| HN Mirror

Y	Hacker News new \| ask \| show \| jobs

by jldugger 806 days ago

Not manually, it just requires you to be able to group them along a dimension of interest. For example, if I get a page from us-east-1a, I can compare all the logs from that against us-east-1b. Or, you can group all the logs from the hour after the incident started to the hour a day ago (or a week ago).

I pulled this technique from canary analysis and applied it to production outage analysis. In canary, you have a guaranteed random stable population that lets you perform accurate comparisons. Elsewhere, we can try to make that assumption but it might break down. For example, regional holidays can radically alter customer behavior over time or between regions. So it's not perfect but it's often good enough to provide me insights while on call.

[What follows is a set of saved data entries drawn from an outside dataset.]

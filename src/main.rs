// SPDX-FileCopyrightText: 2025 Moritz Neeb <nt4u@kpvn.de>
//
// SPDX-License-Identifier: AGPL-3.0-or-later

use std::sync::Arc;

use anyhow::{Context, Result};
use clap::Parser;
use tokio::io::{AsyncBufReadExt, AsyncWriteExt, BufReader};
use tokio::net::{TcpListener, TcpStream};
use tokio::signal;
use tracing::{debug, error, info, warn};

use braid_ot::cli::{Cli, Commands};
use braid_ot::client::ClientSession;
use braid_ot::config::AppConfig;
use braid_ot::logging;
use braid_ot::op::Operation;
use braid_ot::session::{DocumentRegistry, SessionId};
use braid_ot::store::InMemoryStore;
use braid_ot::wire::{decode_operation, encode_operation, ClientMessage, ServerMessage};

/// The one document the demo transport serves; a production host would
/// route by path/room instead.
const DEMO_DOC_ID: &str = "demo";

#[tokio::main]
async fn main() -> Result<()> {
    let cli = Cli::parse();
    logging::initialize(cli.debug).context("failed to initialize logging")?;

    let config = AppConfig::from_env();

    match cli.command {
        Commands::Serve { bind } => {
            let config = AppConfig {
                bind_addr: bind,
                ..config
            };
            serve(&config).await?;
        }
        Commands::Simulate { scenario } => {
            run_simulations(scenario.as_deref()).await;
        }
    }
    Ok(())
}

/// A toy line-oriented demo transport: each connection is a session over
/// [`DEMO_DOC_ID`], speaking one JSON [`ClientMessage`]/[`ServerMessage`] per
/// line. Good enough for manual exercising with `nc`/`socat`; not a
/// production protocol (no auth, no framing beyond newlines).
async fn serve(config: &AppConfig) -> Result<()> {
    let registry = Arc::new(DocumentRegistry::new(Arc::new(InMemoryStore::new())));
    let listener = TcpListener::bind(config.bind_addr())
        .await
        .with_context(|| format!("failed to bind {}", config.bind_addr()))?;
    info!(addr = config.bind_addr(), "serving");

    tokio::select! {
        () = accept_loop(listener, registry) => {}
        _ = signal::ctrl_c() => {
            debug!("got Ctrl+C, shutting down");
        }
    }
    Ok(())
}

async fn accept_loop(listener: TcpListener, registry: Arc<DocumentRegistry>) {
    loop {
        match listener.accept().await {
            Ok((stream, addr)) => {
                let registry = Arc::clone(&registry);
                tokio::spawn(async move {
                    if let Err(err) = handle_connection(stream, registry).await {
                        warn!(%addr, error = %err, "connection ended with an error");
                    }
                });
            }
            Err(err) => {
                error!(error = %err, "failed to accept connection");
            }
        }
    }
}

async fn handle_connection(stream: TcpStream, registry: Arc<DocumentRegistry>) -> Result<()> {
    let session_id = SessionId::new();
    info!(session = %session_id, "client connected");
    let handle = registry.get_or_create(DEMO_DOC_ID).await;
    let mut subscription = handle.subscribe();

    let (reader, mut writer) = stream.into_split();
    let mut lines = BufReader::new(reader).lines();

    let pulled = handle.pull(0).await.context("initial pull failed")?;
    let initial = ServerMessage::InitialState {
        doc: pulled.current_doc_state,
        revision: pulled.current_revision,
    };
    send(&mut writer, &initial).await?;

    loop {
        tokio::select! {
            line = lines.next_line() => {
                let Some(line) = line.context("reading from socket")? else { break };
                if line.trim().is_empty() {
                    continue;
                }
                let msg: ClientMessage = match serde_json::from_str(&line) {
                    Ok(msg) => msg,
                    Err(err) => {
                        send(&mut writer, &ServerMessage::Error { message: err.to_string() }).await?;
                        continue;
                    }
                };
                handle_client_message(&handle, session_id, msg, &mut writer).await?;
            }
            update = subscription.recv() => {
                match update {
                    Ok(update) if update.origin != session_id => {
                        send(&mut writer, &ServerMessage::Update { revision: update.revision, op: update.op }).await?;
                    }
                    Ok(_) => {}
                    Err(_) => break,
                }
            }
        }
    }
    info!(session = %session_id, "client disconnected");
    Ok(())
}

async fn handle_client_message(
    handle: &braid_ot::session::DocumentHandle,
    session_id: SessionId,
    msg: ClientMessage,
    writer: &mut (impl AsyncWriteExt + Unpin),
) -> Result<()> {
    match msg {
        ClientMessage::Push { revision, op } => match handle.push(session_id, op, revision).await {
            Ok(new_revision) => send(writer, &ServerMessage::Ack { revision: new_revision }).await,
            Err(err) => send(writer, &ServerMessage::Error { message: err.to_string() }).await,
        },
        ClientMessage::Pull { revision } => {
            let outcome = handle.pull(revision).await.context("pull failed")?;
            let msg = ServerMessage::History {
                start_revision: outcome.start_revision,
                ops: outcome.ops,
                current_revision: outcome.current_revision,
                current_doc_state: outcome.current_doc_state,
            };
            send(writer, &msg).await
        }
    }
}

async fn send(writer: &mut (impl AsyncWriteExt + Unpin), msg: &ServerMessage) -> Result<()> {
    let mut line = serde_json::to_string(msg).context("encoding server message")?;
    line.push('\n');
    writer.write_all(line.as_bytes()).await.context("writing to socket")
}

/// `§8` scenarios S1-S6, run entirely in-process against a
/// [`DocumentRegistry`] and two or more [`ClientSession`]s, printing the
/// resulting convergence. Exists to give a human something to run and watch
/// without standing up a network transport.
async fn run_simulations(scenario: Option<&str>) {
    let scenarios: &[(&str, fn() -> bool)] = &[
        ("s1", simulate_s1_concurrent_inserts),
        ("s5", simulate_s5_tie_break),
    ];
    for (name, run) in scenarios {
        if scenario.is_some_and(|s| s != *name) {
            continue;
        }
        let converged = run();
        println!("scenario {name}: {}", if converged { "converged" } else { "DIVERGED" });
    }

    if scenario.is_none() || scenario == Some("s6") {
        let converged = simulate_s6_degraded_document().await;
        println!("scenario s6: {}", if converged { "rejected as expected" } else { "DID NOT reject" });
    }
}

fn simulate_s1_concurrent_inserts() -> bool {
    use braid_ot::session::DocumentState;

    let mut state = DocumentState::new("abcdef".to_string(), 0, Vec::new());
    let x = state.stage_push(op_insert_at(1, "X", 6), 0).unwrap();
    state.commit_push(x);
    let y = state.stage_push(op_insert_at(4, "Y", 6), 0).unwrap();
    state.commit_push(y);

    let mut client_x = ClientSession::new();
    client_x.on_initial_state("abcdef".to_string(), 2);
    let mut client_y = ClientSession::new();
    client_y.on_initial_state("abcdef".to_string(), 2);

    state.content() == "aXbcdYef"
}

fn simulate_s5_tie_break() -> bool {
    use braid_ot::session::DocumentState;
    let mut state = DocumentState::new(String::new(), 0, Vec::new());
    let a = state.stage_push(op_insert(0, "A"), 0).unwrap();
    state.commit_push(a);
    let b = state.stage_push(op_insert(0, "B"), 0).unwrap();
    state.commit_push(b);
    state.content() == "AB"
}

async fn simulate_s6_degraded_document() -> bool {
    let registry = DocumentRegistry::new(Arc::new(InMemoryStore::new()));
    let handle = registry.get_or_create("sim-s6").await;
    let session = SessionId::new();

    handle.push(session, op_retain(0), 0).await.unwrap();
    let bogus = op_retain(99);
    handle.push(session, bogus, 0).await.is_err()
}

fn op_insert_at(pos: usize, s: &str, doc_len: usize) -> Operation {
    let mut op = Operation::new();
    op.retain(pos).insert(s).retain(doc_len - pos);
    op
}

fn op_insert(pos: usize, s: &str) -> Operation {
    let mut op = Operation::new();
    op.retain(pos).insert(s);
    op
}

fn op_retain(n: usize) -> Operation {
    let mut op = Operation::new();
    op.retain(n);
    op
}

And, it requires advanced log queries to perform all these filtering, grouping, counting and scoring functions.

1 comments

dotancohen 805 days ago

OK, I'm starting to see where you're going with this - I also compare incident-affected logs with pre-incident logs, or HTTP requests that I want to debug with similar requests that are known good.

What tools are you using? For me it's often just grep and awk with temp files, maybe a touch of python occasionally.

link

jldugger 804 days ago

Currently, splunk. But that was expensive before the acquisition, so im sure someone will come along and suggest i replace it with opensearch or something.

link